TASK GOAL —
Take every line from the listing below that contains "sent".
+===+
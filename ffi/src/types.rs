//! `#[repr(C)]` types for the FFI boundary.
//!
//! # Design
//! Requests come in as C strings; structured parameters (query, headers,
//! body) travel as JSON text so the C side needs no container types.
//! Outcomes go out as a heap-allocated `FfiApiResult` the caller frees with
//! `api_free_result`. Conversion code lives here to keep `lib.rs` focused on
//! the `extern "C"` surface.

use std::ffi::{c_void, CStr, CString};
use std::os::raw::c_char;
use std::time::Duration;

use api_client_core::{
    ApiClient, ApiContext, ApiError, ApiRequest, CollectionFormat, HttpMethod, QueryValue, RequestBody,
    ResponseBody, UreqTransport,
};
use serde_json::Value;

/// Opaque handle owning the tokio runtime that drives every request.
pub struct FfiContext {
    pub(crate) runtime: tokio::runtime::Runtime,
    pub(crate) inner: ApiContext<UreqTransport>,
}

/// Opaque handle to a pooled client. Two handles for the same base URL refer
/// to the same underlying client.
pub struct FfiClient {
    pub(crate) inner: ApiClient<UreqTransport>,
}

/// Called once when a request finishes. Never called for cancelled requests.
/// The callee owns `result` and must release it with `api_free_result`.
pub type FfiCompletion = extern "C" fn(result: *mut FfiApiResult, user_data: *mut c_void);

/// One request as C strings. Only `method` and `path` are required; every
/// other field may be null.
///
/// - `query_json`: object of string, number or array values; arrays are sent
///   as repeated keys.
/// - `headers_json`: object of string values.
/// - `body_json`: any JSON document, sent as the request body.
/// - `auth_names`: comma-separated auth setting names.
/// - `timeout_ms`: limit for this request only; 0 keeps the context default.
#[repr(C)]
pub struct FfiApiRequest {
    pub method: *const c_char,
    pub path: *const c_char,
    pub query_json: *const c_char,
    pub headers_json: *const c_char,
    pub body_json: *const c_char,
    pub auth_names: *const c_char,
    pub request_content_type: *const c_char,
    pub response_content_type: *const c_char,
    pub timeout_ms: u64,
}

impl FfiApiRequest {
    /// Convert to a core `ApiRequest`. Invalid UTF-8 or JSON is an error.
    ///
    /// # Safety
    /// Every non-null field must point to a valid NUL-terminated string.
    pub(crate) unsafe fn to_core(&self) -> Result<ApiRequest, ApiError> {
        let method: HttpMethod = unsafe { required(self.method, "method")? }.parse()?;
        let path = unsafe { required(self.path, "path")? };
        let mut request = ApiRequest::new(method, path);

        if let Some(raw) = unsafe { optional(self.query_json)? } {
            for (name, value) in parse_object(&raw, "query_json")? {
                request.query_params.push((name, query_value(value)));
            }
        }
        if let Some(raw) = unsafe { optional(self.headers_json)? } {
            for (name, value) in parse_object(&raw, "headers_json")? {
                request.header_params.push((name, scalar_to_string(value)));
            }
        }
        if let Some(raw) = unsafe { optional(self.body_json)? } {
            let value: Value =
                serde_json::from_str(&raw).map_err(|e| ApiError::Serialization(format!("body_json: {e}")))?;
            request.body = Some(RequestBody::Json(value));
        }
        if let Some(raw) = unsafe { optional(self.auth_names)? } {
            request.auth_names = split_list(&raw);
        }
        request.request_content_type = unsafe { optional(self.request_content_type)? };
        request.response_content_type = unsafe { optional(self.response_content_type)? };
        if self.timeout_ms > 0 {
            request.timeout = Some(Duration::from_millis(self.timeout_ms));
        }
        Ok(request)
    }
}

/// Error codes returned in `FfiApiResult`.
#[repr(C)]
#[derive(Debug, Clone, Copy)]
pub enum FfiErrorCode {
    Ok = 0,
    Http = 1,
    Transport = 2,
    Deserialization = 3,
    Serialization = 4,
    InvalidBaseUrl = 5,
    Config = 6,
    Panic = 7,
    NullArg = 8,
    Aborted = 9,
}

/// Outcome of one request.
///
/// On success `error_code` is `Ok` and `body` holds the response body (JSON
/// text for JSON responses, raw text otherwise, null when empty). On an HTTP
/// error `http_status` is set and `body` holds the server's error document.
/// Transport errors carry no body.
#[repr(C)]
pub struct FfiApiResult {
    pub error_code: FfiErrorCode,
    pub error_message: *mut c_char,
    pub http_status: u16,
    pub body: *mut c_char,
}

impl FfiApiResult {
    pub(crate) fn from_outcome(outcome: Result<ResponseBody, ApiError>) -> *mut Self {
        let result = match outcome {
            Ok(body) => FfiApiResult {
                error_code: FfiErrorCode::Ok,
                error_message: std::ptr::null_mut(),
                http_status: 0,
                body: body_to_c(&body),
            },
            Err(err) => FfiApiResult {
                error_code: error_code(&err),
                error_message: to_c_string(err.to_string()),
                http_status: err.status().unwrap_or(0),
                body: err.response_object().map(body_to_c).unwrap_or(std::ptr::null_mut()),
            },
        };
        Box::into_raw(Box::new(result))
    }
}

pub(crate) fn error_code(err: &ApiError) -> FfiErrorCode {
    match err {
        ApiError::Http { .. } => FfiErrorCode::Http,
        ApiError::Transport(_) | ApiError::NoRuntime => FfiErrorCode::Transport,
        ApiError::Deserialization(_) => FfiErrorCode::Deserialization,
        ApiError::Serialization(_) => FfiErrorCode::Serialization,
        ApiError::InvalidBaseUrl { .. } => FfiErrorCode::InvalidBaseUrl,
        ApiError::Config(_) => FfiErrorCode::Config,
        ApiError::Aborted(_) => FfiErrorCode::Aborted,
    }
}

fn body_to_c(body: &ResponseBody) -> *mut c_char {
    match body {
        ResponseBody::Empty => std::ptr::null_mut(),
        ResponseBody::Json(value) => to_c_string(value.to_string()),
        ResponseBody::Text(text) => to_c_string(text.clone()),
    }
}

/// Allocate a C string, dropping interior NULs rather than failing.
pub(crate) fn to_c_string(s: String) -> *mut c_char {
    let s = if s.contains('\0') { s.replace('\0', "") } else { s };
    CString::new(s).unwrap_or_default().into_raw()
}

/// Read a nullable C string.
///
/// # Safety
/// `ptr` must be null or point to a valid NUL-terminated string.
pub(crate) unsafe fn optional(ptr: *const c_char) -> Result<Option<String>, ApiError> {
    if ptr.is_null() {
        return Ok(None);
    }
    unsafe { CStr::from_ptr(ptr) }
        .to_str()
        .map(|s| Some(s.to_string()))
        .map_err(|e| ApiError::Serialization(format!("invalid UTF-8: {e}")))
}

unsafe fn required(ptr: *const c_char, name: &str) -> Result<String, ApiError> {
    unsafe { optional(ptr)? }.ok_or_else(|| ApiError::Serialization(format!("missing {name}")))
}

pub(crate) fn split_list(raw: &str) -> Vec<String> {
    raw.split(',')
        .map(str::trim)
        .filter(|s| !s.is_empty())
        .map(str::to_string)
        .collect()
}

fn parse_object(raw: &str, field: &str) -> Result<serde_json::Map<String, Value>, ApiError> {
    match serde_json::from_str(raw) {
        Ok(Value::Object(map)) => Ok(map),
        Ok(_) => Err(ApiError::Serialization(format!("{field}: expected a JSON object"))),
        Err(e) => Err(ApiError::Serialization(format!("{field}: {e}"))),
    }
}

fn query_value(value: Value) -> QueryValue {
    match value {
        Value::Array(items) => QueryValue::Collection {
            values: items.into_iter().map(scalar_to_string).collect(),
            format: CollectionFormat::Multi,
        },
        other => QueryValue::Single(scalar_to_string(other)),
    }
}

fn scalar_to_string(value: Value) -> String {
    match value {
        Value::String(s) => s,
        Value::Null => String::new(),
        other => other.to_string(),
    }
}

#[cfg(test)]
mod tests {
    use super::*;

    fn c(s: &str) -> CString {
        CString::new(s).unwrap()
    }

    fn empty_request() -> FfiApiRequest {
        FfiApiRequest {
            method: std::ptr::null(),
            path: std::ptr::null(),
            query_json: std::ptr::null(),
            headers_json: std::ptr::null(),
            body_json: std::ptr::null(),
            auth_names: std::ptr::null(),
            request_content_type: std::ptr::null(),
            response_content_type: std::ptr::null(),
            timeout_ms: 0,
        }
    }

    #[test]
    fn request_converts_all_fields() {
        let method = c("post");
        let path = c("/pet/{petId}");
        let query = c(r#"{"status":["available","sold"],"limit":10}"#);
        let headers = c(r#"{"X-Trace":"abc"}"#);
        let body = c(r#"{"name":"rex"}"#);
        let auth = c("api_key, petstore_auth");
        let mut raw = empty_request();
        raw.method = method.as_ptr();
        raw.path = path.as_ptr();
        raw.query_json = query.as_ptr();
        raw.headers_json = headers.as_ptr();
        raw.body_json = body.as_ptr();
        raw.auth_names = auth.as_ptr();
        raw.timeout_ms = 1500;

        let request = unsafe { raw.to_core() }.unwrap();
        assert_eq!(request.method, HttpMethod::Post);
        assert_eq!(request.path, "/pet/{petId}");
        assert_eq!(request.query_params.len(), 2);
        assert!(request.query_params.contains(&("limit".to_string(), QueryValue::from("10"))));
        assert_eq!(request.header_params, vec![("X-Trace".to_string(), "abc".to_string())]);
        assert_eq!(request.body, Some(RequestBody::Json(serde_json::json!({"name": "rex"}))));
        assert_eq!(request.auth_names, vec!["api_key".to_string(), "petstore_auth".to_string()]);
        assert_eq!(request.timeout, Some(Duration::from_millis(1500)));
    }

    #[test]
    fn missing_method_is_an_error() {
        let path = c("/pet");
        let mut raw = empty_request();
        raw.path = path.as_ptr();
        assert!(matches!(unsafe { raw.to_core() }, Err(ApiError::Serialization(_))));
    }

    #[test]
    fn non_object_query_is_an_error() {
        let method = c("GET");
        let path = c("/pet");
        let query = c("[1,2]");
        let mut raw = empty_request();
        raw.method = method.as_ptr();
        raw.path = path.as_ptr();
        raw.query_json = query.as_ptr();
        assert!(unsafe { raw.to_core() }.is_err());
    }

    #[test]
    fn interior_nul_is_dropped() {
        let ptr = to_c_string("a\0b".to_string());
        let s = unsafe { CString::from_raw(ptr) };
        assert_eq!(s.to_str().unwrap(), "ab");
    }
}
+===+
EXERCISE RESULT —
/// - `query_json`: object of string, number or array values; arrays are sent
/// - `body_json`: any JSON document, sent as the request body.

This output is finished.